4 Ways to Keep Your Routine Alive After a Major Disruption

Lucy Paulise career coaching keep alive a routine in major disruptions

The freeze wasn’t on my calendar—but it showed up anyway, flipping my lifestyle-balanced routine overnight.

Schools were delayed, tennis was canceled, and the carefully planned rhythm of my morning disappeared overnight. Moments like this are when most routines fall apart. Not because people lack discipline, but because their systems are too rigid for real life. Weather disruptions, unexpected schedule changes, low energy days—these aren’t exceptions. They’re part of the reality we’re all navigating.

After years of coaching high performers, I’ve noticed a pattern: the people who stay consistent aren’t the ones with perfect routines. They are the most resilient. They’re the ones who know how to adapt when conditions change. They don’t abandon their habits when life interferes. Changes don’t make them turn into crisis mode. They silently adjust. 

That’s the heart of a Lifestyle-Balanced Routine. It is a way of organizing your time, energy, and habits so they hold up even when life disrupts your plans. It’s not about doing everything “right.” It’s about staying grounded and supported even when the day looks nothing like you planned.

1) Keep the Routine, Change the Format

When routines break, most people either push harder—or quit altogether. There’s a third option: keep the habit, change the format.

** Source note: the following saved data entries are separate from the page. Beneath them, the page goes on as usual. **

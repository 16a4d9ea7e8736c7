//! Damerau-Levenshtein and Optimal String Alignment distances
//!
//! Both extend Levenshtein with adjacent transpositions:
//!
//! - **Optimal String Alignment** (OSA, "restricted" Damerau-Levenshtein) never
//!   edits a substring more than once, so a transposed pair cannot be edited
//!   again.
//! - **Damerau-Levenshtein** ("true" variant) allows unrestricted
//!   transpositions using a last-occurrence table over the shared alphabet.
//!
//! Example where they differ: "CA" -> "ABC" is 3 under OSA (sub, sub, ins) and
//! 2 under Damerau-Levenshtein (transpose CA->AC, insert B).

use super::normalize::symbol_ids;
use super::{relative_distance, EditDistance, Sequence};
use crate::error::AlphabetSizeWarning;
use serde::{Deserialize, Serialize};
use smallvec::SmallVec;
use std::hash::Hash;

// ============================================================================
// Optimal String Alignment
// ============================================================================

/// Optimal String Alignment calculator
///
/// # Complexity
/// - Time: O(m*n)
/// - Space: O(n), three rolling rows
///
/// Stateless calculator - all instances are equivalent.
#[derive(Debug, Clone, Copy, Default, PartialEq, Eq)]
pub struct OptimalStringAlignment;

impl OptimalStringAlignment {
    #[must_use]
    pub fn new() -> Self {
        Self
    }
}

impl EditDistance for OptimalStringAlignment {
    fn distance(&self, a: &Sequence<'_>, b: &Sequence<'_>) -> usize {
        osa_distance_seq(a.symbols(), b.symbols())
    }

    fn name(&self) -> &'static str {
        "osa"
    }
}

/// OSA distance between two symbol slices.
#[must_use]
pub fn osa_distance_seq<T: PartialEq>(a: &[T], b: &[T]) -> usize {
    let m = a.len();
    let n = b.len();

    if m == 0 {
        return n;
    }
    if n == 0 {
        return m;
    }

    // Row i-2 is needed for the transposition term
    let mut prev2_row: SmallVec<[usize; 64]> = smallvec::smallvec![0; n + 1];
    let mut prev_row: SmallVec<[usize; 64]> = (0..=n).collect();
    let mut curr_row: SmallVec<[usize; 64]> = smallvec::smallvec![0; n + 1];

    for i in 1..=m {
        curr_row[0] = i;

        for j in 1..=n {
            let cost = usize::from(a[i - 1] != b[j - 1]);

            curr_row[j] = (prev_row[j] + 1) // deletion
                .min(curr_row[j - 1] + 1) // insertion
                .min(prev_row[j - 1] + cost); // substitution

            if i > 1 && j > 1 && a[i - 1] == b[j - 2] && a[i - 2] == b[j - 1] {
                curr_row[j] = curr_row[j].min(prev2_row[j - 2] + cost); // transposition
            }
        }

        std::mem::swap(&mut prev2_row, &mut prev_row);
        std::mem::swap(&mut prev_row, &mut curr_row);
    }

    prev_row[n]
}

/// OSA distance between two strings, character by character.
#[inline]
#[must_use]
pub fn optimal_string_alignment(a: &str, b: &str) -> usize {
    if a == b {
        return 0;
    }
    let a_chars: SmallVec<[char; 64]> = a.chars().collect();
    let b_chars: SmallVec<[char; 64]> = b.chars().collect();
    osa_distance_seq(&a_chars, &b_chars)
}

/// OSA distance divided by the longer string length.
#[must_use]
pub fn relative_optimal_string_alignment(a: &str, b: &str) -> f64 {
    relative_distance(
        optimal_string_alignment(a, b),
        a.chars().count().max(b.chars().count()),
    )
}

// ============================================================================
// Damerau-Levenshtein
// ============================================================================

/// Configuration for Damerau-Levenshtein
#[derive(Debug, Clone, Copy, Default, PartialEq, Eq, Serialize, Deserialize)]
#[serde(default)]
pub struct DamerauConfig {
    /// Expected alphabet size. A warning is reported when it is smaller than
    /// the number of distinct symbols actually present.
    pub alphabet_size: Option<usize>,
}

/// Result of a Damerau-Levenshtein computation
#[derive(Debug, Clone, Copy, PartialEq, Eq)]
pub struct DamerauOutcome {
    pub distance: usize,
    /// Set when the requested alphabet size had to be corrected
    pub warning: Option<AlphabetSizeWarning>,
}

/// Damerau-Levenshtein distance calculator (unrestricted transpositions)
///
/// # Complexity
/// - Time: O(m*n)
/// - Space: O(m*n) for the full matrix plus O(k) for the last-occurrence table,
///   k being the number of distinct symbols
#[derive(Debug, Clone, Copy, Default, PartialEq, Eq)]
pub struct DamerauLevenshtein {
    pub config: DamerauConfig,
}

impl DamerauLevenshtein {
    #[must_use]
    pub fn new() -> Self {
        Self::default()
    }

    #[must_use]
    pub fn with_alphabet_size(alphabet_size: usize) -> Self {
        Self {
            config: DamerauConfig {
                alphabet_size: Some(alphabet_size),
            },
        }
    }

    /// Distance plus any alphabet-size correction that was applied.
    #[must_use]
    pub fn compute(&self, a: &Sequence<'_>, b: &Sequence<'_>) -> DamerauOutcome {
        damerau_levenshtein_with_alphabet(a.symbols(), b.symbols(), self.config.alphabet_size)
    }
}

impl EditDistance for DamerauLevenshtein {
    fn distance(&self, a: &Sequence<'_>, b: &Sequence<'_>) -> usize {
        self.compute(a, b).distance
    }

    fn name(&self) -> &'static str {
        "damerau_levenshtein"
    }
}

/// Check a requested alphabet size against the distinct symbols observed.
///
/// An undersized request is logged and reported; larger requests are accepted
/// as they are.
#[must_use]
pub fn check_alphabet_size(
    requested: Option<usize>,
    observed: usize,
) -> Option<AlphabetSizeWarning> {
    match requested {
        Some(requested) if requested < observed => {
            let warning = AlphabetSizeWarning { requested, observed };
            log::warn!("{warning}");
            Some(warning)
        }
        _ => None,
    }
}

/// Damerau-Levenshtein distance between two symbol slices.
#[must_use]
pub fn damerau_levenshtein_seq<T: Eq + Hash>(a: &[T], b: &[T]) -> usize {
    damerau_levenshtein_with_alphabet(a, b, None).distance
}

/// Damerau-Levenshtein distance with an optional caller-supplied alphabet size.
///
/// The last-occurrence table holds one slot per distinct symbol in `a` and
/// `b`, whatever size was requested. A requested size below that count is
/// logged and reported in [`DamerauOutcome::warning`].
#[must_use]
pub fn damerau_levenshtein_with_alphabet<T: Eq + Hash>(
    a: &[T],
    b: &[T],
    alphabet_size: Option<usize>,
) -> DamerauOutcome {
    let ids = symbol_ids(a, b);
    let warning = check_alphabet_size(alphabet_size, ids.len());

    let m = a.len();
    let n = b.len();

    if m == 0 || n == 0 {
        return DamerauOutcome {
            distance: m.max(n),
            warning,
        };
    }

    let max_dist = m + n;

    // Last row (1-based) where each symbol occurred in a; 0 means never
    let mut last_row: Vec<usize> = vec![0; ids.len()];

    // DP matrix with a sentinel row and column
    let mut d: Vec<Vec<usize>> = vec![vec![0; n + 2]; m + 2];

    d[0][0] = max_dist;
    for i in 0..=m {
        d[i + 1][0] = max_dist;
        d[i + 1][1] = i;
    }
    for j in 0..=n {
        d[0][j + 1] = max_dist;
        d[1][j + 1] = j;
    }

    for i in 1..=m {
        // Last column in this row where a[i-1] matched b
        let mut db = 0usize;

        for j in 1..=n {
            let i1 = last_row[ids[&b[j - 1]]];
            let j1 = db;

            let cost = if a[i - 1] == b[j - 1] {
                db = j;
                0
            } else {
                1
            };

            d[i + 1][j + 1] = (d[i][j] + cost) // substitution
                .min(d[i + 1][j] + 1) // insertion
                .min(d[i][j + 1] + 1) // deletion
                .min(d[i1][j1] + (i - i1 - 1) + 1 + (j - j1 - 1)); // transposition
        }

        last_row[ids[&a[i - 1]]] = i;
    }

    DamerauOutcome {
        distance: d[m + 1][n + 1],
        warning,
    }
}

/// Damerau-Levenshtein distance between two strings, character by character.
#[inline]
#[must_use]
pub fn damerau_levenshtein(a: &str, b: &str) -> usize {
    if a == b {
        return 0;
    }
    let a_chars: SmallVec<[char; 64]> = a.chars().collect();
    let b_chars: SmallVec<[char; 64]> = b.chars().collect();
    damerau_levenshtein_seq(&a_chars, &b_chars)
}

/// Damerau-Levenshtein distance divided by the longer string length.
#[must_use]
pub fn relative_damerau_levenshtein(a: &str, b: &str) -> f64 {
    relative_distance(
        damerau_levenshtein(a, b),
        a.chars().count().max(b.chars().count()),
    )
}

/// Normalized similarity (0.0 to 1.0) using Damerau-Levenshtein.
#[inline]
#[must_use]
pub fn damerau_levenshtein_similarity(a: &str, b: &str) -> f64 {
    1.0 - relative_damerau_levenshtein(a, b)
}

#[cfg(test)]
mod tests {
    use super::*;

    #[test]
    fn test_damerau_basic() {
        assert_eq!(damerau_levenshtein("", ""), 0);
        assert_eq!(damerau_levenshtein("abc", ""), 3);
        assert_eq!(damerau_levenshtein("abc", "abc"), 0);
        assert_eq!(damerau_levenshtein("ab", "ba"), 1);
        assert_eq!(damerau_levenshtein("abc", "acb"), 1);
    }

    #[test]
    fn test_damerau_literal_scenarios() {
        assert_eq!(damerau_levenshtein("rcik", "rick"), 1);
        assert_eq!(damerau_levenshtein("rick", "irkc"), 2);
        assert_eq!(optimal_string_alignment("rcik", "rick"), 1);
    }

    #[test]
    fn test_true_vs_osa() {
        assert_eq!(damerau_levenshtein("00210000", "001020000"), 2);
        assert_eq!(optimal_string_alignment("00210000", "001020000"), 3);
        assert_eq!(damerau_levenshtein("CA", "ABC"), 2);
        assert_eq!(optimal_string_alignment("CA", "ABC"), 3);
    }

    #[test]
    fn test_osa_basic() {
        assert_eq!(optimal_string_alignment("", ""), 0);
        assert_eq!(optimal_string_alignment("", "ab"), 2);
        assert_eq!(optimal_string_alignment("ab", "ba"), 1);
        assert_eq!(optimal_string_alignment("rick", "irkc"), 2);
    }

    #[test]
    fn test_relative() {
        assert!((relative_damerau_levenshtein("rcik", "rick") - 0.25).abs() < 1e-12);
        assert!((relative_optimal_string_alignment("CA", "ABC") - 1.0).abs() < 1e-12);
        assert_eq!(relative_damerau_levenshtein("", ""), 0.0);
        assert!((damerau_levenshtein_similarity("rcik", "rick") - 0.75).abs() < 1e-12);
    }

    #[test]
    fn test_osa_struct() {
        let osa = OptimalStringAlignment::new();
        let x = Sequence::from("abc");
        let y = Sequence::from("xyz");
        assert_eq!(EditDistance::distance(&osa, &x, &y), 3);
        assert!((EditDistance::relative_distance(&osa, &x, &y) - 1.0).abs() < 1e-12);
    }

    #[test]
    fn test_alphabet_size_correction() {
        let a: Vec<char> = "rick".chars().collect();
        let b: Vec<char> = "irkc".chars().collect();

        let outcome = damerau_levenshtein_with_alphabet(&a, &b, Some(2));
        assert_eq!(outcome.distance, 2);
        assert_eq!(
            outcome.warning,
            Some(AlphabetSizeWarning {
                requested: 2,
                observed: 4
            })
        );

        let outcome = damerau_levenshtein_with_alphabet(&a, &b, Some(26));
        assert_eq!(outcome.distance, 2);
        assert_eq!(outcome.warning, None);
    }

    #[test]
    fn test_oversized_alphabet() {
        let a: Vec<char> = "rick".chars().collect();
        let b: Vec<char> = "irkc".chars().collect();
        let outcome = damerau_levenshtein_with_alphabet(&a, &b, Some(usize::MAX));
        assert_eq!(outcome, DamerauOutcome { distance: 2, warning: None });
    }

    #[test]
    fn test_check_alphabet_size() {
        assert_eq!(check_alphabet_size(None, 5), None);
        assert_eq!(check_alphabet_size(Some(8), 5), None);
        assert_eq!(
            check_alphabet_size(Some(3), 5),
            Some(AlphabetSizeWarning {
                requested: 3,
                observed: 5
            })
        );
    }

    #[test]
    fn test_damerau_tokens() {
        let a = ["TP53", "BRCA1", "EGFR"];
        let b = ["BRCA1", "TP53", "EGFR"];
        assert_eq!(damerau_levenshtein_seq(&a, &b), 1);
    }

    #[test]
    fn test_damerau_struct() {
        let dl = DamerauLevenshtein::with_alphabet_size(1);
        let a = Sequence::from("ca");
        let b = Sequence::from("abc");
        let outcome = dl.compute(&a, &b);
        assert_eq!(outcome.distance, 2);
        assert!(outcome.warning.is_some());
        assert_eq!(EditDistance::distance(&dl, &a, &b), 2);
    }
}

During the freeze, my favorite sport, tennis, wasn’t an option. But movement still mattered—for energy, mood, and regulation. So instead of forcing an outdoor workout that isn’t possible, adjust. Stationary bikes, jumping rope, or even the FED Fitness bungee trampoline (I did all three this weekend!) can provide effective movement without requiring ideal conditions. 

Progress doesn’t depend on ideal conditions; it depends on continuity. 

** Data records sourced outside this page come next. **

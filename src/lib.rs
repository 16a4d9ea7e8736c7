//! seqdist - edit-distance and similarity metrics for sequences
//!
//! Classical string-similarity algorithms over characters or arbitrary tokens
//! (gene names, exon ids, k-mers, ...).
//!
//! # Features
//! - Hamming, Jaro, Jaro-Winkler, Optimal String Alignment, Levenshtein,
//!   Damerau-Levenshtein and longest-common-substring distances
//! - Absolute or relative (length-normalized) distances
//! - Text and token inputs compared symbol by symbol
//! - Serializable metric selection and parallel batch processing
//!
//! # Example
//! ```
//! use seqdist::{damerau_levenshtein, jaro_winkler_similarity, levenshtein};
//!
//! assert_eq!(levenshtein("sitting", "kitten"), 3);
//! assert_eq!(damerau_levenshtein("rcik", "rick"), 1);
//! assert!(jaro_winkler_similarity("MARTHA", "MARHTA") > 0.96);
//! ```

pub mod algorithms;
pub mod batch;
pub mod error;
pub mod metric;

pub use algorithms::{
    damerau_levenshtein, hamming_distance, jaro_similarity, jaro_winkler_similarity, lcs_distance,
    levenshtein, longest_common_subsequences, optimal_string_alignment, DistanceMode,
    EditDistance, FallibleEditDistance, Input, Segmentation, Sequence, Similarity,
};
pub use batch::{compare_one_to_many, compare_pairs, compare_value_pairs, BatchConfig};
pub use error::{AlphabetSizeWarning, DistanceError, Result};
pub use metric::{Metric, Score};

2) Pause to Strategize during Disruptions 

If you can work normally, but everybody and everything else is happening too slow, there’s another opportunity hidden inside moments like this: space to think. 

When external activity slows down, fewer meetings, canceled practices, postponed plans, it creates a rare pause. Instead of trying to fill that space with urgency, it can be the perfect moment to step back and ask bigger questions: What actually deserves my energy? What can wait? What matters most right now?

In coaching sessions, I often see clients use unexpected disruptions as a reset point. Without the usual momentum pulling them forward, they’re able to reassess priorities, clarify goals, and realign their schedules with what truly matters—both professionally and personally.

This is where structure becomes a strategic tool, not just a productivity one.

3) Use Structure to Prioritize, Not Just Do More

When the day feels uncertain, planning isn’t about squeezing more in. It’s about deciding what to do and what not to do. Timeboxing a.k.a scheduling tasks on your calendar, can help you plan your days in realistic time blocks and set clear priorities. AI Tools like Sunsama can help you make it easier to timebox so that it doesn’t drain you.

Instead of reacting to disruption, you begin responding with clarity.

4) Reduce Friction In Your Routine

One of the biggest reasons routines fall apart during disruptions isn’t lack of motivation; it’s friction. When healthy choices require too much planning, variety, or energy, they’re often the first thing to go.

Nutrition is a clear example. During a major disruption, grocery runs are limited, schedules are off, and appetite doesn’t always align with what’s available. Instead of treating those days as a failure, lifestyle-based wellness encourages support over rigidity.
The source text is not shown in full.